(Stored items)
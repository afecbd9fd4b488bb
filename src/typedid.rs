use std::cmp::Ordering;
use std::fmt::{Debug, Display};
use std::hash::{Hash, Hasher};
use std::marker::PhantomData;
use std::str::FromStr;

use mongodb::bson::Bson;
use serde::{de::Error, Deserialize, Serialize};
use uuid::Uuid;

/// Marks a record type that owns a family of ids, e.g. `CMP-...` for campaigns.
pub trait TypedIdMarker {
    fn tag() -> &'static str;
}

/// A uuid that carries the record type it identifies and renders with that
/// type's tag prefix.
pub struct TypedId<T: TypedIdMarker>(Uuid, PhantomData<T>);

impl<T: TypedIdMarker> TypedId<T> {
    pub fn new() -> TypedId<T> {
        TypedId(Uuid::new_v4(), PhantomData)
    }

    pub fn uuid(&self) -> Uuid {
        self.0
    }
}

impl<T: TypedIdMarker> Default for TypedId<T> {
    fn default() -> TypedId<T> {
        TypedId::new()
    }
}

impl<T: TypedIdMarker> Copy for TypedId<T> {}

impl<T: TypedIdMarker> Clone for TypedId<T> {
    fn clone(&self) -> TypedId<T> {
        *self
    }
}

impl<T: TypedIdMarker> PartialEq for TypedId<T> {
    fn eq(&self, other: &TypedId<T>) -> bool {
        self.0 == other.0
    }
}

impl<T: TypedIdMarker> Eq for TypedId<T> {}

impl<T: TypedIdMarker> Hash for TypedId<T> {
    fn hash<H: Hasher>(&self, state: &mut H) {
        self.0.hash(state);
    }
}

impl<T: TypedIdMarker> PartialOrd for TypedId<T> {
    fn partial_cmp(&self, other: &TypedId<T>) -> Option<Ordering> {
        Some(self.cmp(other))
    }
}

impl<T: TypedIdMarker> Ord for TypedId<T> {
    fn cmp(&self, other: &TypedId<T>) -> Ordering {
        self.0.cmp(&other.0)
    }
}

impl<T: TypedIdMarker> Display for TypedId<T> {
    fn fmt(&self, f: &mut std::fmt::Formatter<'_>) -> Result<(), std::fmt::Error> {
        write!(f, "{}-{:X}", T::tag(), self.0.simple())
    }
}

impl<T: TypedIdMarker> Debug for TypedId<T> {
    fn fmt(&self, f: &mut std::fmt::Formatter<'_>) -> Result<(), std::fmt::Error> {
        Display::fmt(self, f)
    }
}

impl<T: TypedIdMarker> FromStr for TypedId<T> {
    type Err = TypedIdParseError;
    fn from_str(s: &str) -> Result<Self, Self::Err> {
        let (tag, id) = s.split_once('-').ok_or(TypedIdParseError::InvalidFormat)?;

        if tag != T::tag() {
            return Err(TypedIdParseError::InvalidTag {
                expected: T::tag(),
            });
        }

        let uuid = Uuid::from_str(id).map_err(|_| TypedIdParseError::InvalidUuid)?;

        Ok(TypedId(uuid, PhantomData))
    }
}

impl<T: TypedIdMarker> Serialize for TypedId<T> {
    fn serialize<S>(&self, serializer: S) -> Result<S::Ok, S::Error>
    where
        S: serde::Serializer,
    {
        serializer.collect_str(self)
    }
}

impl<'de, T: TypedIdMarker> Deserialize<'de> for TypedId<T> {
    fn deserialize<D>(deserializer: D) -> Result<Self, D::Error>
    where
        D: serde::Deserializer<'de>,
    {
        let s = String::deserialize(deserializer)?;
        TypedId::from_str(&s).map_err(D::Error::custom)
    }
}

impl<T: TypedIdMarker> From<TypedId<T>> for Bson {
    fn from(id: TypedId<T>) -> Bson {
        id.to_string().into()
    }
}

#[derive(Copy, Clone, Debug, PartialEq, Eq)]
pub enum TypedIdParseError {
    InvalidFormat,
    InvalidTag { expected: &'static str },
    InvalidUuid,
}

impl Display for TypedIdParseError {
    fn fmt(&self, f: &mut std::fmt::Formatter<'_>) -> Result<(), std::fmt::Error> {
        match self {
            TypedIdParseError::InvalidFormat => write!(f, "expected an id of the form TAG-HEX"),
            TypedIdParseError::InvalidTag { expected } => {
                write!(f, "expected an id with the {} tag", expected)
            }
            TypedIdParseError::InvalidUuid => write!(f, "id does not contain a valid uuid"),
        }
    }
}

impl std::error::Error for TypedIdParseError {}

WORK REQUIRED: Set down all of the data above, word for word.

EXERCISE OUTPUT:
repository afecbd9fd4b488bb
filename src/typedid.rs
use std::cmp::Ordering;
use std::fmt::{Debug, Display};
use std::hash::{Hash, Hasher};
use std::marker::PhantomData;
use std::str::FromStr;

use mongodb::bson::Bson;
use serde::{de::Error, Deserialize, Serialize};
use uuid::Uuid;

/// Marks a record type that owns a family of ids, e.g. `CMP-...` for campaigns.
pub trait TypedIdMarker {
    fn tag() -> &'static str;
}

/// A uuid that carries the record type it identifies and renders with that
/// type's tag prefix.
pub struct TypedId<T: TypedIdMarker>(Uuid, PhantomData<T>);

impl<T: TypedIdMarker> TypedId<T> {
    pub fn new() -> TypedId<T> {
        TypedId(Uuid::new_v4(), PhantomData)
    }

    pub fn uuid(&self) -> Uuid {
        self.0
    }
}

impl<T: TypedIdMarker> Default for TypedId<T> {
    fn default() -> TypedId<T> {
        TypedId::new()
    }
}

impl<T: TypedIdMarker> Copy for TypedId<T> {}

impl<T: TypedIdMarker> Clone for TypedId<T> {
    fn clone(&self) -> TypedId<T> {
        *self
    }
}

impl<T: TypedIdMarker> PartialEq for TypedId<T> {
    fn eq(&self, other: &TypedId<T>) -> bool {
        self.0 == other.0
    }
}

impl<T: TypedIdMarker> Eq for TypedId<T> {}

impl<T: TypedIdMarker> Hash for TypedId<T> {
    fn hash<H: Hasher>(&self, state: &mut H) {
        self.0.hash(state);
    }
}

impl<T: TypedIdMarker> PartialOrd for TypedId<T> {
    fn partial_cmp(&self, other: &TypedId<T>) -> Option<Ordering> {
        Some(self.cmp(other))
    }
}

impl<T: TypedIdMarker> Ord for TypedId<T> {
    fn cmp(&self, other: &TypedId<T>) -> Ordering {
        self.0.cmp(&other.0)
    }
}

impl<T: TypedIdMarker> Display for TypedId<T> {
    fn fmt(&self, f: &mut std::fmt::Formatter<'_>) -> Result<(), std::fmt::Error> {
        write!(f, "{}-{:X}", T::tag(), self.0.simple())
    }
}

impl<T: TypedIdMarker> Debug for TypedId<T> {
    fn fmt(&self, f: &mut std::fmt::Formatter<'_>) -> Result<(), std::fmt::Error> {
        Display::fmt(self, f)
    }
}

impl<T: TypedIdMarker> FromStr for TypedId<T> {
    type Err = TypedIdParseError;
    fn from_str(s: &str) -> Result<Self, Self::Err> {
        let (tag, id) = s.split_once('-').ok_or(TypedIdParseError::InvalidFormat)?;

        if tag != T::tag() {
            return Err(TypedIdParseError::InvalidTag {
                expected: T::tag(),
            });
        }

        let uuid = Uuid::from_str(id).map_err(|_| TypedIdParseError::InvalidUuid)?;

        Ok(TypedId(uuid, PhantomData))
    }
}

impl<T: TypedIdMarker> Serialize for TypedId<T> {
    fn serialize<S>(&self, serializer: S) -> Result<S::Ok, S::Error>
    where
        S: serde::Serializer,
    {
        serializer.collect_str(self)
    }
}

impl<'de, T: TypedIdMarker> Deserialize<'de> for TypedId<T> {
    fn deserialize<D>(deserializer: D) -> Result<Self, D::Error>
    where
        D: serde::Deserializer<'de>,
    {
        let s = String::deserialize(deserializer)?;
        TypedId::from_str(&s).map_err(D::Error::custom)
    }
}

impl<T: TypedIdMarker> From<TypedId<T>> for Bson {
    fn from(id: TypedId<T>) -> Bson {
        id.to_string().into()
    }
}

#[derive(Copy, Clone, Debug, PartialEq, Eq)]
pub enum TypedIdParseError {
    InvalidFormat,
    InvalidTag { expected: &'static str },
    InvalidUuid,
}

impl Display for TypedIdParseError {
    fn fmt(&self, f: &mut std::fmt::Formatter<'_>) -> Result<(), std::fmt::Error> {
        match self {
            TypedIdParseError::InvalidFormat => write!(f, "expected an id of the form TAG-HEX"),
            TypedIdParseError::InvalidTag { expected } => {
                write!(f, "expected an id with the {} tag", expected)
            }
            TypedIdParseError::InvalidUuid => write!(f, "id does not contain a valid uuid"),
        }
    }
}

impl std::error::Error for TypedIdParseError {}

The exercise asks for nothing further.